Y a-t-il d’autres traitements ?

• La neurostimulation électrique transcutanée peut être associée aux antalgiques. Elle est indiquée en cas de douleurs périphériques bien localisées. Un courant électrique de faible tension est transmis via des électrodes placées sur la peau au niveau de la zone touchée. Il crée une stimulation qui « masque » l’influx douloureux.

• L’acupuncture, la sophrologie, l’hypnose et autres techniques de relaxation, ainsi que les thérapies cognitivo-comportementales, peuvent être utiles pour limiter la douleur chronique, quelle que soit son origine.

• Les systèmes implantables de neurostimulation médullaire s’adressent aux patients souffrant de douleurs neuropathiques sévères et rebelles aux traitements médicamenteux.

Lexique

→ Système nociceptif : ensemble des éléments du système nerveux (voies, récepteurs…) à l’origine de la transmission de la douleur et de son contrôle.

→ SDRC de type 1 : anciennement appelés algodystrophies, ces syndromes douloureux régionaux complexes surviennent dans un contexte post-traumatique (entorse, foulure…) mais sans lésion nerveuse.
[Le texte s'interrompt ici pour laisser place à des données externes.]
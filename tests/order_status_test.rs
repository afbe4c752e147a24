use gudang::{
    storage::{
        index::KeyWriter,
        txn::{Transaction, TransactionManager},
    },
    types::row::{RowReader, RowWriter},
    workload::{
        args::{last_name_for, precompute_order_status_args, OrderStatusArgs},
        builder::Builder,
        database::TpccDatabase,
        loader::{populate_database, Scale},
        order_status,
        worker::Worker,
        MAX_ORDER_ID,
    },
};
use rand::{rngs::StdRng, SeedableRng};

fn by_id_args(w_id: i8, d_id: i8, c_id: i32) -> OrderStatusArgs {
    OrderStatusArgs {
        w_id,
        d_id,
        use_c_last: false,
        c_id,
        c_last: None,
    }
}

fn by_name_args(w_id: i8, d_id: i8, c_last: &str) -> OrderStatusArgs {
    OrderStatusArgs {
        w_id,
        d_id,
        use_c_last: true,
        c_id: 1,
        c_last: Some(c_last.to_string()),
    }
}

fn insert_customer(
    db: &TpccDatabase,
    txn: &mut Transaction,
    w_id: i8,
    d_id: i8,
    c_id: i32,
    first: &str,
    last: &str,
) {
    let mut row_buf = db.customer_table.layout().alloc_buffer();
    {
        let mut row = RowWriter::new(db.customer_table.layout(), &mut row_buf);
        row.set_integer(0, c_id);
        row.set_tinyint(1, d_id);
        row.set_tinyint(2, w_id);
        row.set_varchar(3, first);
        row.set_varchar(4, "OE");
        row.set_varchar(5, last);
    }
    let row_id = db.customer_table.insert(txn, &row_buf);

    let mut key_buf = db.customer_primary_index.key_layout().alloc_buffer();
    {
        let mut key = KeyWriter::new(db.customer_primary_index.key_layout(), &mut key_buf);
        key.set_tinyint(0, w_id);
        key.set_tinyint(1, d_id);
        key.set_integer(2, c_id);
    }
    db.customer_primary_index.insert(txn, &key_buf, row_id);

    let mut name_key_buf = db.customer_secondary_index.key_layout().alloc_buffer();
    {
        let mut key = KeyWriter::new(db.customer_secondary_index.key_layout(), &mut name_key_buf);
        key.set_tinyint(0, w_id);
        key.set_tinyint(1, d_id);
        key.set_varchar(2, last);
    }
    db.customer_secondary_index
        .insert(txn, &name_key_buf, row_id);
}

fn insert_order(
    db: &TpccDatabase,
    txn: &mut Transaction,
    w_id: i8,
    d_id: i8,
    o_id: i32,
    c_id: i32,
    ol_cnt: i8,
) {
    let mut row_buf = db.order_table.layout().alloc_buffer();
    {
        let mut row = RowWriter::new(db.order_table.layout(), &mut row_buf);
        row.set_integer(0, o_id);
        row.set_tinyint(1, d_id);
        row.set_tinyint(2, w_id);
        row.set_integer(3, c_id);
        row.set_timestamp(4, 0);
        row.set_null(5);
        row.set_tinyint(6, ol_cnt);
        row.set_tinyint(7, 1);
    }
    let row_id = db.order_table.insert(txn, &row_buf);

    let mut key_buf = db.order_primary_index.key_layout().alloc_buffer();
    {
        let mut key = KeyWriter::new(db.order_primary_index.key_layout(), &mut key_buf);
        key.set_tinyint(0, w_id);
        key.set_tinyint(1, d_id);
        key.set_integer(2, o_id);
    }
    db.order_primary_index.insert(txn, &key_buf, row_id);

    let mut customer_key_buf = db.order_secondary_index.key_layout().alloc_buffer();
    {
        let mut key = KeyWriter::new(db.order_secondary_index.key_layout(), &mut customer_key_buf);
        key.set_tinyint(0, w_id);
        key.set_tinyint(1, d_id);
        key.set_integer(2, c_id);
        key.set_integer(3, o_id);
    }
    db.order_secondary_index
        .insert(txn, &customer_key_buf, row_id);

    let mut line_buf = db.order_line_table.layout().alloc_buffer();
    let mut line_key_buf = db.order_line_primary_index.key_layout().alloc_buffer();
    for ol_number in 1..=ol_cnt {
        {
            let mut row = RowWriter::new(db.order_line_table.layout(), &mut line_buf);
            row.set_integer(0, o_id);
            row.set_tinyint(1, d_id);
            row.set_tinyint(2, w_id);
            row.set_tinyint(3, ol_number);
            row.set_integer(4, 1);
            row.set_tinyint(5, w_id);
            row.set_null(6);
            row.set_tinyint(7, 5);
            row.set_decimal(8, 1.0);
            row.set_varchar(9, "dist info");
        }
        let line_row_id = db.order_line_table.insert(txn, &line_buf);
        {
            let mut key =
                KeyWriter::new(db.order_line_primary_index.key_layout(), &mut line_key_buf);
            key.set_tinyint(0, w_id);
            key.set_tinyint(1, d_id);
            key.set_integer(2, o_id);
            key.set_tinyint(3, ol_number);
        }
        db.order_line_primary_index
            .insert(txn, &line_key_buf, line_row_id);
    }
}

fn fetched_customer_first(db: &TpccDatabase, worker: &Worker) -> String {
    let reader = RowReader::new(db.customer_table.layout(), &worker.customer_row);
    reader.get_varchar(3).unwrap().to_string()
}

fn fetched_order_id(db: &TpccDatabase, worker: &Worker) -> i32 {
    let reader = RowReader::new(db.order_table.layout(), &worker.order_row);
    reader.get_integer(0).unwrap()
}

#[test]
fn test_lookup_by_customer_id() {
    let db = Builder::new().build();
    let txn_manager = TransactionManager::new();
    let mut txn = txn_manager.begin();
    insert_customer(&db, &mut txn, 1, 1, 1, "ALICE", "BARBARBAR");
    insert_customer(&db, &mut txn, 1, 1, 2, "BOB", "BAROUGHTABLE");
    insert_order(&db, &mut txn, 1, 1, 1, 1, 5);
    insert_order(&db, &mut txn, 1, 1, 2, 2, 7);
    txn_manager.commit(txn).unwrap();

    let mut worker = Worker::new(&db);
    order_status::execute(&txn_manager, &db, &mut worker, &by_id_args(1, 1, 2)).unwrap();
    assert_eq!(fetched_customer_first(&db, &worker), "BOB");
    assert_eq!(fetched_order_id(&db, &worker), 2);
    assert_eq!(worker.scan_results.len(), 7);
}

#[test]
fn test_lookup_by_last_name_single_match() {
    let db = Builder::new().build();
    let txn_manager = TransactionManager::new();
    let mut txn = txn_manager.begin();
    insert_customer(&db, &mut txn, 1, 1, 1, "ALICE", "BARBARBAR");
    insert_customer(&db, &mut txn, 1, 1, 2, "BOB", "BAROUGHTABLE");
    insert_order(&db, &mut txn, 1, 1, 1, 1, 5);
    insert_order(&db, &mut txn, 1, 1, 2, 2, 5);
    txn_manager.commit(txn).unwrap();

    let mut worker = Worker::new(&db);
    order_status::execute(
        &txn_manager,
        &db,
        &mut worker,
        &by_name_args(1, 1, "BAROUGHTABLE"),
    )
    .unwrap();
    assert_eq!(fetched_customer_first(&db, &worker), "BOB");
    assert_eq!(fetched_order_id(&db, &worker), 2);
}

#[test]
fn test_lookup_by_last_name_takes_median_first_name() {
    let db = Builder::new().build();
    let txn_manager = TransactionManager::new();
    let mut txn = txn_manager.begin();
    // Insertion order deliberately differs from C_FIRST order.
    insert_customer(&db, &mut txn, 1, 1, 1, "CCC", "BARBARBAR");
    insert_customer(&db, &mut txn, 1, 1, 2, "AAA", "BARBARBAR");
    insert_customer(&db, &mut txn, 1, 1, 3, "BBB", "BARBARBAR");
    for c_id in 1..=3 {
        insert_order(&db, &mut txn, 1, 1, c_id, c_id, 5);
    }
    txn_manager.commit(txn).unwrap();

    let mut worker = Worker::new(&db);
    order_status::execute(
        &txn_manager,
        &db,
        &mut worker,
        &by_name_args(1, 1, "BARBARBAR"),
    )
    .unwrap();
    // Of {AAA, BBB, CCC}, position (3 + 1) / 2 = 2 is BBB.
    assert_eq!(fetched_customer_first(&db, &worker), "BBB");
    assert_eq!(fetched_order_id(&db, &worker), 3);
}

#[test]
fn test_median_of_five_matches() {
    let db = Builder::new().build();
    let txn_manager = TransactionManager::new();
    let mut txn = txn_manager.begin();
    for (c_id, first) in [(1, "EEE"), (2, "AAA"), (3, "DDD"), (4, "BBB"), (5, "CCC")] {
        insert_customer(&db, &mut txn, 1, 1, c_id, first, "BARBARBAR");
        insert_order(&db, &mut txn, 1, 1, c_id, c_id, 5);
    }
    txn_manager.commit(txn).unwrap();

    let mut worker = Worker::new(&db);
    order_status::execute(
        &txn_manager,
        &db,
        &mut worker,
        &by_name_args(1, 1, "BARBARBAR"),
    )
    .unwrap();
    // Of {AAA, BBB, CCC, DDD, EEE}, position (5 + 1) / 2 = 3 is CCC.
    assert_eq!(fetched_customer_first(&db, &worker), "CCC");
}

#[test]
fn test_most_recent_order_wins() {
    let db = Builder::new().build();
    let txn_manager = TransactionManager::new();
    let mut txn = txn_manager.begin();
    insert_customer(&db, &mut txn, 1, 1, 1, "ALICE", "BARBARBAR");
    for o_id in [4, 9, 2] {
        insert_order(&db, &mut txn, 1, 1, o_id, 1, 5);
    }
    txn_manager.commit(txn).unwrap();

    let mut worker = Worker::new(&db);
    order_status::execute(&txn_manager, &db, &mut worker, &by_id_args(1, 1, 1)).unwrap();
    assert_eq!(fetched_order_id(&db, &worker), 9);
}

#[test]
fn test_order_id_upper_bound_is_inclusive() {
    let db = Builder::new().build();
    let txn_manager = TransactionManager::new();
    let mut txn = txn_manager.begin();
    insert_customer(&db, &mut txn, 1, 1, 1, "ALICE", "BARBARBAR");
    insert_order(&db, &mut txn, 1, 1, 1, 1, 5);
    insert_order(&db, &mut txn, 1, 1, MAX_ORDER_ID, 1, 5);
    txn_manager.commit(txn).unwrap();

    let mut worker = Worker::new(&db);
    order_status::execute(&txn_manager, &db, &mut worker, &by_id_args(1, 1, 1)).unwrap();
    assert_eq!(fetched_order_id(&db, &worker), MAX_ORDER_ID);
}

#[test]
fn test_all_fifteen_order_lines_are_read() {
    let db = Builder::new().build();
    let txn_manager = TransactionManager::new();
    let mut txn = txn_manager.begin();
    insert_customer(&db, &mut txn, 1, 1, 1, "ALICE", "BARBARBAR");
    insert_order(&db, &mut txn, 1, 1, 1, 1, 15);
    // An order in another district must not leak into the line scan.
    insert_customer(&db, &mut txn, 1, 2, 1, "ZED", "BARBARBAR");
    insert_order(&db, &mut txn, 1, 2, 1, 1, 3);
    txn_manager.commit(txn).unwrap();

    let mut worker = Worker::new(&db);
    order_status::execute(&txn_manager, &db, &mut worker, &by_id_args(1, 1, 1)).unwrap();
    assert_eq!(worker.scan_results.len(), 15);
}

#[test]
fn test_loader_population_counts() {
    let db = Builder::new().build();
    let txn_manager = TransactionManager::new();
    let mut rng = StdRng::seed_from_u64(7);
    let scale = Scale {
        warehouses: 1,
        districts_per_warehouse: 2,
        customers_per_district: 10,
        items: 5,
    };
    populate_database(&txn_manager, &db, &mut rng, &scale).unwrap();

    assert_eq!(db.warehouse_table.num_versions(), 1);
    assert_eq!(db.district_table.num_versions(), 2);
    assert_eq!(db.item_table.num_versions(), 5);
    assert_eq!(db.stock_table.num_versions(), 5);
    let customers = 2 * 10;
    assert_eq!(db.customer_table.num_versions(), customers);
    assert_eq!(db.history_table.num_versions(), customers);
    assert_eq!(db.order_table.num_versions(), customers);
    // Per district the first 7 of 10 orders are delivered.
    assert_eq!(db.new_order_table.num_versions(), 2 * 3);
    let lines = db.order_line_table.num_versions();
    assert!(lines >= customers * 5 && lines <= customers * 15);
}

#[test]
fn test_loader_rejects_invalid_scale() {
    let db = Builder::new().build();
    let txn_manager = TransactionManager::new();
    let mut rng = StdRng::seed_from_u64(7);
    let zero_customers = Scale {
        warehouses: 1,
        districts_per_warehouse: 1,
        customers_per_district: 0,
        items: 1,
    };
    assert!(populate_database(&txn_manager, &db, &mut rng, &zero_customers).is_err());
    let too_many_customers = Scale {
        warehouses: 1,
        districts_per_warehouse: 1,
        customers_per_district: 3001,
        items: 1,
    };
    assert!(populate_database(&txn_manager, &db, &mut rng, &too_many_customers).is_err());
}

#[test]
fn test_every_loaded_customer_is_reachable_by_id_and_name() {
    let db = Builder::new().build();
    let txn_manager = TransactionManager::new();
    let mut rng = StdRng::seed_from_u64(11);
    let scale = Scale {
        warehouses: 1,
        districts_per_warehouse: 2,
        customers_per_district: 8,
        items: 4,
    };
    populate_database(&txn_manager, &db, &mut rng, &scale).unwrap();

    let mut worker = Worker::new(&db);
    for d_id in 1..=2 {
        for c_id in 1..=8 {
            order_status::execute(&txn_manager, &db, &mut worker, &by_id_args(1, d_id, c_id))
                .unwrap();
            let name = last_name_for(c_id - 1);
            order_status::execute(&txn_manager, &db, &mut worker, &by_name_args(1, d_id, &name))
                .unwrap();
        }
    }
}

#[test]
fn test_precomputed_args_all_execute() {
    let db = Builder::new().build();
    let txn_manager = TransactionManager::new();
    let mut rng = StdRng::seed_from_u64(23);
    let scale = Scale {
        warehouses: 1,
        districts_per_warehouse: 3,
        customers_per_district: 20,
        items: 10,
    };
    populate_database(&txn_manager, &db, &mut rng, &scale).unwrap();

    let args = precompute_order_status_args(&mut rng, 1, 3, 20, 200);
    assert_eq!(args.len(), 200);
    let mut worker = Worker::new(&db);
    for record in &args {
        order_status::execute(&txn_manager, &db, &mut worker, record).unwrap();
    }
}

#[test]
fn test_concurrent_workers_share_one_database() {
    let db = Builder::new().build();
    let txn_manager = TransactionManager::new();
    let mut rng = StdRng::seed_from_u64(42);
    let scale = Scale {
        warehouses: 2,
        districts_per_warehouse: 2,
        customers_per_district: 15,
        items: 8,
    };
    populate_database(&txn_manager, &db, &mut rng, &scale).unwrap();

    std::thread::scope(|scope| {
        for seed in 0..4u64 {
            let db = &db;
            let txn_manager = &txn_manager;
            scope.spawn(move || {
                let mut rng = StdRng::seed_from_u64(seed);
                let w_id = (seed % 2) as i8 + 1;
                let args = precompute_order_status_args(&mut rng, w_id, 2, 15, 100);
                let mut worker = Worker::new(db);
                for record in &args {
                    order_status::execute(txn_manager, db, &mut worker, record).unwrap();
                }
            });
        }
    });
}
→ Paresthésies : sensations anormales mais pas réellement douloureuses et habituellement non motivées par un stimulus extérieur. Le patient parle de fourmillements, picotements, courants d’air, d’impression d’eau chaude ou froide, de peau cartonnée… Si elles sont considérées comme désagréables, elles s’appellent dysesthésies.

Questionnaire DN4

1. La douleur présente-t-elle une ou plusieurs des caractéristiques suivantes ?

Oui Non

1. Brûlures

2. Sensation de froid douloureux

3. Décharges électriques

2. La douleur est-elle associée dans la même région à un ou plusieurs des symptômes suivants ?

Oui Non

4. Fourmillements

5. Picotements

6. Engourdissements

7. Démangeaisons

3. La douleur est-elle localisée dans un territoire où l’examen clinique met en évidence…

Oui Non

8. Hypoesthésie au tact

9. Hypoesthésie à la piqûre

4. La douleur est-elle provoquée ou augmentée par…

Oui Non

10. Le frottement

Si le score du patient est égal ou supérieur à 4/10, le test est positif.

Lexique

→ Névralgie cervico-brachiale : compression et irritation d’une racine nerveuse cervicale soit par une hernie discale, soit le plus souvent par une poussée inflammatoire d’une arthrose cervicale.